[Saved data entries]
---*---

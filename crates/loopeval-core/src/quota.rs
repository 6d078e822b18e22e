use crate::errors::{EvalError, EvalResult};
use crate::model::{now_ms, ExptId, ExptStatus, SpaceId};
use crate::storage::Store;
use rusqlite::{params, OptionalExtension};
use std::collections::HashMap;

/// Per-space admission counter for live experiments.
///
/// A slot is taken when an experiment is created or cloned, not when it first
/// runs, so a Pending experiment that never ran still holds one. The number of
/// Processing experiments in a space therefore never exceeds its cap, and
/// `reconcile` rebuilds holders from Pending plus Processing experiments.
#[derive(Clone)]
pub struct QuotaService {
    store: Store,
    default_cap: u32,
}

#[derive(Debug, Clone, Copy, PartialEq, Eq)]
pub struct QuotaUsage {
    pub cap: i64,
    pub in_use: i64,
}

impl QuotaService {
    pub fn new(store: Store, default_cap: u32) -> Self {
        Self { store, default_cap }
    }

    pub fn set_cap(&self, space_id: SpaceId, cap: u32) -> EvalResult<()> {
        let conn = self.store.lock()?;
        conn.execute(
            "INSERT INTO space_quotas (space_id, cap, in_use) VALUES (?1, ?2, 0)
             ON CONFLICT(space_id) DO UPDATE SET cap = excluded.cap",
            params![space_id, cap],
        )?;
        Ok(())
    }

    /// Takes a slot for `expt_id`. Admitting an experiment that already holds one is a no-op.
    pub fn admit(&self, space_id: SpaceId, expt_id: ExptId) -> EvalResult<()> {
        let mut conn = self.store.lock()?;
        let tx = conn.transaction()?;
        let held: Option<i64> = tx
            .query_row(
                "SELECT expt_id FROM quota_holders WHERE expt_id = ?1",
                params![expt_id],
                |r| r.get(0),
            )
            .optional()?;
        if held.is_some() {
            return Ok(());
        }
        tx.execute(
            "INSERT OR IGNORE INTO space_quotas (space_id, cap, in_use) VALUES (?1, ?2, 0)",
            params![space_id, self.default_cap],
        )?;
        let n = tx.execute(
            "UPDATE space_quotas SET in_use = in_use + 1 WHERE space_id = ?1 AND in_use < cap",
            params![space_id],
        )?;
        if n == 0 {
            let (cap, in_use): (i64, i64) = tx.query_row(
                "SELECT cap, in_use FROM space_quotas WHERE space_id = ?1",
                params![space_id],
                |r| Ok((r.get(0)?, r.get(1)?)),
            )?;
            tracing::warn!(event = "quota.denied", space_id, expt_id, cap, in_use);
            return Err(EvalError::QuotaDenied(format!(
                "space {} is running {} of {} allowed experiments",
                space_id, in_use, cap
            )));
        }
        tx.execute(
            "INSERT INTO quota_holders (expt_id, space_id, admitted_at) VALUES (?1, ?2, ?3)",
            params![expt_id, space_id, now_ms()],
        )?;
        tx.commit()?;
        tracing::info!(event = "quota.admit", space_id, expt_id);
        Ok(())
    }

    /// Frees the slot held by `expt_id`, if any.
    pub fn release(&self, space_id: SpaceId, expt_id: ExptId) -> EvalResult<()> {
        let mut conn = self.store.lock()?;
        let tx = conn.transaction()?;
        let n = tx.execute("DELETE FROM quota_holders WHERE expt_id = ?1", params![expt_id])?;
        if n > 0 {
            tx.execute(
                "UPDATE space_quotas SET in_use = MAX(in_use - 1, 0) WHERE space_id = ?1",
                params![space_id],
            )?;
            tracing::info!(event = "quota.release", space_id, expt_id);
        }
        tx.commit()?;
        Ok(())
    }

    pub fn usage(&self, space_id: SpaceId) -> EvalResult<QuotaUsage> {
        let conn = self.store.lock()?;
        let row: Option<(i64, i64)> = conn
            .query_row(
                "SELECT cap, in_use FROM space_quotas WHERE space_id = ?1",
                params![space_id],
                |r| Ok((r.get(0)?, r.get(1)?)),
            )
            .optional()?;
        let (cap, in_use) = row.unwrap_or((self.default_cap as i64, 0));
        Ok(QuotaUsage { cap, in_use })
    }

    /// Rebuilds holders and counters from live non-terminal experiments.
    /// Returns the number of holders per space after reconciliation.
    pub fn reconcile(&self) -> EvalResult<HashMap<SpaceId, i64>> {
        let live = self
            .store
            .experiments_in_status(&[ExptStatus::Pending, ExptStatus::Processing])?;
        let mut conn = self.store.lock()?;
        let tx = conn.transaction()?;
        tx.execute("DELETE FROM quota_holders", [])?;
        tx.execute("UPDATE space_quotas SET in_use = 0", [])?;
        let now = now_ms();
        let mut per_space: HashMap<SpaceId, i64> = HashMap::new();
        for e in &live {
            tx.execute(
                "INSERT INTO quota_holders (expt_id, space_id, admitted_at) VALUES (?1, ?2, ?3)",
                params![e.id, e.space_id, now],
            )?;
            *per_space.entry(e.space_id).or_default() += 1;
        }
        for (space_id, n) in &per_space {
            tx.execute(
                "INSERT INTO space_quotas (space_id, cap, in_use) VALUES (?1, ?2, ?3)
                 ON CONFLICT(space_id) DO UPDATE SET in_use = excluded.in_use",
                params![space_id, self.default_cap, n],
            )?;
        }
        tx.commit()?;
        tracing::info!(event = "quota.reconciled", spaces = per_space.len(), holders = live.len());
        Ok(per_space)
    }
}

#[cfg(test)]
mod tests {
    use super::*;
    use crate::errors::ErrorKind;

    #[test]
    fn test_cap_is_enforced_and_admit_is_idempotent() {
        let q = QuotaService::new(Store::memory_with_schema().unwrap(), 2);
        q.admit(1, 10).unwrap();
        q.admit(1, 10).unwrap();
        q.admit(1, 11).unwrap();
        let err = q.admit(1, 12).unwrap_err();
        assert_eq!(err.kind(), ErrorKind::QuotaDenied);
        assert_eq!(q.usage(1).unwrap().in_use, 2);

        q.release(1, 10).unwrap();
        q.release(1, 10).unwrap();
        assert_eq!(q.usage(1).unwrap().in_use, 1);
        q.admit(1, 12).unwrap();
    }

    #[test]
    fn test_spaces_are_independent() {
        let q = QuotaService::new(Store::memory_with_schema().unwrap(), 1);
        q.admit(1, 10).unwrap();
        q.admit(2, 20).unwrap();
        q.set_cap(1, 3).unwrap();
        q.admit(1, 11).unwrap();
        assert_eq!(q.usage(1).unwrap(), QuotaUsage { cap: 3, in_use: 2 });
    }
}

---*---

-- WHAT YOU HAVE TO DO --
Output the entries above word for word.

-- YOUR SOLUTION --
filename crates/loopeval-core/src/quota.rs
repository 6d078e822b18e22e
use crate::errors::{EvalError, EvalResult};
use crate::model::{now_ms, ExptId, ExptStatus, SpaceId};
use crate::storage::Store;
use rusqlite::{params, OptionalExtension};
use std::collections::HashMap;

/// Per-space admission counter for live experiments.
///
/// A slot is taken when an experiment is created or cloned, not when it first
/// runs, so a Pending experiment that never ran still holds one. The number of
/// Processing experiments in a space therefore never exceeds its cap, and
/// `reconcile` rebuilds holders from Pending plus Processing experiments.
#[derive(Clone)]
pub struct QuotaService {
    store: Store,
    default_cap: u32,
}

#[derive(Debug, Clone, Copy, PartialEq, Eq)]
pub struct QuotaUsage {
    pub cap: i64,
    pub in_use: i64,
}

impl QuotaService {
    pub fn new(store: Store, default_cap: u32) -> Self {
        Self { store, default_cap }
    }

    pub fn set_cap(&self, space_id: SpaceId, cap: u32) -> EvalResult<()> {
        let conn = self.store.lock()?;
        conn.execute(
            "INSERT INTO space_quotas (space_id, cap, in_use) VALUES (?1, ?2, 0)
             ON CONFLICT(space_id) DO UPDATE SET cap = excluded.cap",
            params![space_id, cap],
        )?;
        Ok(())
    }

    /// Takes a slot for `expt_id`. Admitting an experiment that already holds one is a no-op.
    pub fn admit(&self, space_id: SpaceId, expt_id: ExptId) -> EvalResult<()> {
        let mut conn = self.store.lock()?;
        let tx = conn.transaction()?;
        let held: Option<i64> = tx
            .query_row(
                "SELECT expt_id FROM quota_holders WHERE expt_id = ?1",
                params![expt_id],
                |r| r.get(0),
            )
            .optional()?;
        if held.is_some() {
            return Ok(());
        }
        tx.execute(
            "INSERT OR IGNORE INTO space_quotas (space_id, cap, in_use) VALUES (?1, ?2, 0)",
            params![space_id, self.default_cap],
        )?;
        let n = tx.execute(
            "UPDATE space_quotas SET in_use = in_use + 1 WHERE space_id = ?1 AND in_use < cap",
            params![space_id],
        )?;
        if n == 0 {
            let (cap, in_use): (i64, i64) = tx.query_row(
                "SELECT cap, in_use FROM space_quotas WHERE space_id = ?1",
                params![space_id],
                |r| Ok((r.get(0)?, r.get(1)?)),
            )?;
            tracing::warn!(event = "quota.denied", space_id, expt_id, cap, in_use);
            return Err(EvalError::QuotaDenied(format!(
                "space {} is running {} of {} allowed experiments",
                space_id, in_use, cap
            )));
        }
        tx.execute(
            "INSERT INTO quota_holders (expt_id, space_id, admitted_at) VALUES (?1, ?2, ?3)",
            params![expt_id, space_id, now_ms()],
        )?;
        tx.commit()?;
        tracing::info!(event = "quota.admit", space_id, expt_id);
        Ok(())
    }

    /// Frees the slot held by `expt_id`, if any.
    pub fn release(&self, space_id: SpaceId, expt_id: ExptId) -> EvalResult<()> {
        let mut conn = self.store.lock()?;
        let tx = conn.transaction()?;
        let n = tx.execute("DELETE FROM quota_holders WHERE expt_id = ?1", params![expt_id])?;
        if n > 0 {
            tx.execute(
                "UPDATE space_quotas SET in_use = MAX(in_use - 1, 0) WHERE space_id = ?1",
                params![space_id],
            )?;
            tracing::info!(event = "quota.release", space_id, expt_id);
        }
        tx.commit()?;
        Ok(())
    }

    pub fn usage(&self, space_id: SpaceId) -> EvalResult<QuotaUsage> {
        let conn = self.store.lock()?;
        let row: Option<(i64, i64)> = conn
            .query_row(
                "SELECT cap, in_use FROM space_quotas WHERE space_id = ?1",
                params![space_id],
                |r| Ok((r.get(0)?, r.get(1)?)),
            )
            .optional()?;
        let (cap, in_use) = row.unwrap_or((self.default_cap as i64, 0));
        Ok(QuotaUsage { cap, in_use })
    }

    /// Rebuilds holders and counters from live non-terminal experiments.
    /// Returns the number of holders per space after reconciliation.
    pub fn reconcile(&self) -> EvalResult<HashMap<SpaceId, i64>> {
        let live = self
            .store
            .experiments_in_status(&[ExptStatus::Pending, ExptStatus::Processing])?;
        let mut conn = self.store.lock()?;
        let tx = conn.transaction()?;
        tx.execute("DELETE FROM quota_holders", [])?;
        tx.execute("UPDATE space_quotas SET in_use = 0", [])?;
        let now = now_ms();
        let mut per_space: HashMap<SpaceId, i64> = HashMap::new();
        for e in &live {
            tx.execute(
                "INSERT INTO quota_holders (expt_id, space_id, admitted_at) VALUES (?1, ?2, ?3)",
                params![e.id, e.space_id, now],
            )?;
            *per_space.entry(e.space_id).or_default() += 1;
        }
        for (space_id, n) in &per_space {
            tx.execute(
                "INSERT INTO space_quotas (space_id, cap, in_use) VALUES (?1, ?2, ?3)
                 ON CONFLICT(space_id) DO UPDATE SET in_use = excluded.in_use",
                params![space_id, self.default_cap, n],
            )?;
        }
        tx.commit()?;
        tracing::info!(event = "quota.reconciled", spaces = per_space.len(), holders = live.len());
        Ok(per_space)
    }
}

#[cfg(test)]
mod tests {
    use super::*;
    use crate::errors::ErrorKind;

    #[test]
    fn test_cap_is_enforced_and_admit_is_idempotent() {
        let q = QuotaService::new(Store::memory_with_schema().unwrap(), 2);
        q.admit(1, 10).unwrap();
        q.admit(1, 10).unwrap();
        q.admit(1, 11).unwrap();
        let err = q.admit(1, 12).unwrap_err();
        assert_eq!(err.kind(), ErrorKind::QuotaDenied);
        assert_eq!(q.usage(1).unwrap().in_use, 2);

        q.release(1, 10).unwrap();
        q.release(1, 10).unwrap();
        assert_eq!(q.usage(1).unwrap().in_use, 1);
        q.admit(1, 12).unwrap();
    }

    #[test]
    fn test_spaces_are_independent() {
        let q = QuotaService::new(Store::memory_with_schema().unwrap(), 1);
        q.admit(1, 10).unwrap();
        q.admit(2, 20).unwrap();
        q.set_cap(1, 3).unwrap();
        q.admit(1, 11).unwrap();
        assert_eq!(q.usage(1).unwrap(), QuotaUsage { cap: 3, in_use: 2 });
    }
}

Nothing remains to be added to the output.